= Exercise aim =
Among the entries below, how many lines contain the string "schema"? Only the number is wanted.

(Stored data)
++++++++++
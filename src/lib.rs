//! # SCIM↔LDAP mapping and filter-compilation core
//!
//! This crate is the resource-mapping and filter-translation engine at
//! the heart of a SCIM (System for Cross-domain Identity Management)
//! gateway backed by an LDAP directory. It does not speak HTTP or LDAP
//! wire protocol itself — it translates between SCIM's nested, typed
//! resources and LDAP's flat, octet-string entries, and compiles SCIM
//! filter expressions into RFC 4515 LDAP filters.
//!
//! ## Layout
//!
//! - [`schema`] — the SCIM resource/attribute schema registry.
//! - [`transform`] — value transformations between SCIM and LDAP values.
//! - [`resource`] — the generic SCIM resource representation.
//! - [`ldap`] — the LDAP entry and compiled-filter data model.
//! - [`filter`] — the SCIM filter lexer, parser, and AST.
//! - [`mapping`] — declarative attribute/resource mapping and the filter
//!   compiler that ties everything together.
//! - [`error`] — the crate's single error type.
//!
//! ## Example
//!
//! ```
//! use scim_ldap_gateway::mapping::{self, ResourceMapping};
//! use scim_ldap_gateway::mapping::attribute::{AttributeMapper};
//! use scim_ldap_gateway::schema::AttributeType;
//! use scim_ldap_gateway::transform::Transformation;
//! use scim_ldap_gateway::resource::Resource;
//! use serde_json::json;
//!
//! let mapping = ResourceMapping::new(
//!     "User",
//!     vec!["inetOrgPerson".to_string()],
//!     "uid={uid},ou=people,dc=example,dc=com",
//!     vec![AttributeMapper::SingularSimple {
//!         scim_attr: "userName".to_string(),
//!         ldap_attribute: "uid".to_string(),
//!         transformation: Transformation::Default,
//!         data_type: AttributeType::String,
//!     }],
//! );
//!
//! let resource = Resource::new("User", json!({"userName": "bjensen"}));
//! let entry = mapping.to_ldap_attributes(&resource).unwrap();
//! assert_eq!(entry.dn, "uid=bjensen,ou=people,dc=example,dc=com");
//! let _ = mapping::load_xml;
//! ```

pub mod error;
pub mod filter;
pub mod ldap;
pub mod mapping;
pub mod resource;
pub mod schema;
pub mod transform;

pub use error::{GatewayError, Result};
pub use ldap::{Attribute as LdapAttribute, Entry as LdapEntry, LdapFilter};
pub use mapping::{AttributeMapper, ResourceMapping};
pub use resource::Resource;
pub use schema::{AttributeDefinition, AttributeType, Schema, SchemaRegistry};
++++++++++
= Your response =
4